March 1, 2026
Trump’s empire ambitions
Donald Trump's recent focus on international expansion raises questions about modern imperialism. As he targets regions like Greenland and Venezuela, parallels with historical conquerors emerge. Is the U.S. president repeating history?
March 1, 2026

United States President Donald Trump has been hogging international media coverage on a daily basis. Switch on any news channel any time of the day, and there is Trump either speaking himself, or his actions and future designs being discussed. After Venezuela, it is Greenland on his radar, with the message being ‘sell or surrender’. Columbia and Iran are also under threat. Is it not history repeating itself?
We have been reading in our history classes about Alexander the Great, Julius Caesar, Ashoka, Richard the Lionheart, Napoleon Bonaparte, Genghis Khan and the czars of Russia. They are never despised for their invasions and for capturing the land of weak neighbours. Instead, in a way, we envy them. The Great Empires we have read about include the French Empire, the Spanish Empire, the Roman Empire, the Mughal Empire, the British Empire, the Ottoman Empire, the Russian Empire, the Abbasids and the Umayyads, and the Persian Empire — or, more accurately, the Achaemenid Empire established under Cyrus the Great.
Pardon me if I have missed some un-intentionally or otherwise. The character-istic common to all these empires, and, indeed, others, was the invasion of land. Will the historian of tomorrow write about the Trumpian Empire?

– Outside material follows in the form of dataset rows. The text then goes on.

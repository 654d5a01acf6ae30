//! Hardware abstraction for the wheel-legged platform
//!
//! Provides the actuator and sensor traits the balance controller drives,
//! the platform's leg indexing and command limits, and mock hardware for
//! running without a robot.

mod mock;
mod traits;

pub use mock::{ActuatorOp, MockActuator, ScriptedImu};
pub use traits::{
    AttitudeSample, AttitudeSensor, Connection, LegActuator, SharedActuator, SharedSensor,
};

/// Leg indices, viewed from above with the nose up
pub mod leg_idx {
    pub const FRONT_LEFT: usize = 0;
    pub const FRONT_RIGHT: usize = 1;
    pub const REAR_LEFT: usize = 2;
    pub const REAR_RIGHT: usize = 3;

    pub const NUM_LEGS: usize = 4;
}

/// Command and tunable ranges
///
/// Out-of-range tunables are clamped to these bounds and logged, never
/// rejected.
pub mod limits {
    /// Leg extension travel, fully retracted to fully extended
    pub mod leg_travel {
        pub const MIN: f64 = 0.0;
        pub const MAX: f64 = 0.85;
    }

    /// Base stance position tunable
    pub mod base_position {
        pub const MIN: f64 = 0.1;
        pub const MAX: f64 = 2.0;
    }

    /// Velocity scale applied to position moves
    pub mod velocity_scale {
        pub const MIN: f64 = 0.1;
        pub const MAX: f64 = 1.0;
    }

    /// Velocity ceiling tunable
    pub mod max_velocity {
        pub const MIN: f64 = 0.1;
        pub const MAX: f64 = 5.0;
    }

    /// Wheel velocity command
    pub mod wheel_velocity {
        pub const MIN: f64 = -1.0;
        pub const MAX: f64 = 1.0;
    }
}

/// Mounting sign per leg in [`leg_idx`] order
///
/// Front-left and rear-right are mounted mirrored, so their position
/// commands are negated. Commanded position = sign * extension magnitude.
pub const LEG_SIGNS: [f64; leg_idx::NUM_LEGS] = [-1.0, 1.0, 1.0, -1.0];

/// Leg names in [`leg_idx`] order, for logging
pub const LEG_NAMES: [&str; leg_idx::NUM_LEGS] = ["FL", "FR", "RL", "RR"];

/// Mix a base velocity and differential offset into per-wheel commands
///
/// Left wheels run inverted so all four roll the same direction. The
/// offset velocity is added on the outer diagonal and subtracted on the
/// inner one, which lets the platform crab without steering geometry.
/// Every output is clamped to the wheel command range.
pub fn wheel_mix(velocity: f64, offset_velocity: f64) -> [f64; leg_idx::NUM_LEGS] {
    use limits::wheel_velocity::{MAX, MIN};
    [
        (-(velocity + offset_velocity)).clamp(MIN, MAX),
        (velocity - offset_velocity).clamp(MIN, MAX),
        (-(velocity - offset_velocity)).clamp(MIN, MAX),
        (velocity + offset_velocity).clamp(MIN, MAX),
    ]
}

The thing to remember here, however, is that the empires of yesterday are nowhere except in the history books. The desire to rule the world is still embedded in the hearts of adventurers, like Trump. Will it not be better for the US president to concentrate on removing grievances at home related to the brutality of his immigration and customs enforcement that has already killed at least two Americans?